## How to complete this task
The word "noise" occurs in some of the lines below; copy each of those lines.

__________

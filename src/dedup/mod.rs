//! Duplicate classification: normalization, trivial rules, candidate filtering
//! and aggregation

pub mod aggregate;
pub mod exclusion;
pub mod noise;
pub mod normalize;
pub mod pair_rules;
pub mod trivial;

pub use aggregate::{CandidateAggregator, DropReason, MergedCandidates};
pub use exclusion::{ExclusionFilter, ExclusionRule, ScanrRepublishedBook};
pub use noise::{all_common_titles, identifiers_from_same_source, share_identifier};
pub use normalize::{fold_compact, normalize};
pub use pair_rules::{MissingIdrefNnt, PairExclusionRule, PairExclusions, PairRuleError, MISSING_IDREF_NNT};
pub use trivial::{DuplicateRule, TrivialDuplicateClassifier};
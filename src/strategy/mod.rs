//! Candidate generation: the strategy contract and its in-process backends

pub mod semantic;
pub mod syntactic;
pub mod traits;

#[cfg(feature = "embeddings")]
pub use semantic::FastEmbedEmbedder;
pub use semantic::{
    Embedder, EmbeddingError, InMemoryVectorStore, SemanticSimilarityStrategy, SemanticText, VectorStore,
};
pub use syntactic::{TitleSyntacticStrategy, TITLE_SYNTACTIC_NAME};
pub use traits::{Candidates, SimilarityStrategy, StrategyError, StrategyResult};
//! DedupSession: per-entity report state owned by the pipeline

use crate::model::{Entity, EntityError};
use crate::report::AuthorReportBuilder;
use dashmap::DashMap;
use std::sync::Arc;
use tokio::sync::Mutex;
use tracing::debug;

/// Shared handle to one entity's report state.
///
/// Holding the lock serializes processing for that entity; different
/// entities proceed independently.
pub type SharedBuilder = Arc<Mutex<AuthorReportBuilder>>;

/// Report builders keyed by main entity id, alive for the session's lifetime.
#[derive(Default)]
pub struct DedupSession {
    builders: DashMap<String, SharedBuilder>,
}

impl DedupSession {
    pub fn new() -> Self {
        Self::default()
    }

    /// The entity's builder, created on first sight.
    pub fn builder_for(&self, entity: &Entity) -> Result<SharedBuilder, EntityError> {
        let main_id = entity.main_entity_id()?;
        if let Some(existing) = self.builders.get(main_id) {
            return Ok(existing.clone());
        }
        let builder = AuthorReportBuilder::new(entity.clone())?;
        let shared = self
            .builders
            .entry(main_id.to_string())
            .or_insert_with(|| {
                debug!(entity = %main_id, "new author session");
                Arc::new(Mutex::new(builder))
            })
            .clone();
        Ok(shared)
    }

    pub fn get(&self, main_entity_id: &str) -> Option<SharedBuilder> {
        self.builders.get(main_entity_id).map(|b| b.clone())
    }

    pub fn main_entity_ids(&self) -> Vec<String> {
        let mut ids: Vec<String> = self.builders.iter().map(|e| e.key().clone()).collect();
        ids.sort();
        ids
    }

    pub fn len(&self) -> usize {
        self.builders.len()
    }

    pub fn is_empty(&self) -> bool {
        self.builders.is_empty()
    }
}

__________

## Solution for this problem
pub mod noise;
pub use noise::{all_common_titles, identifiers_from_same_source, share_identifier};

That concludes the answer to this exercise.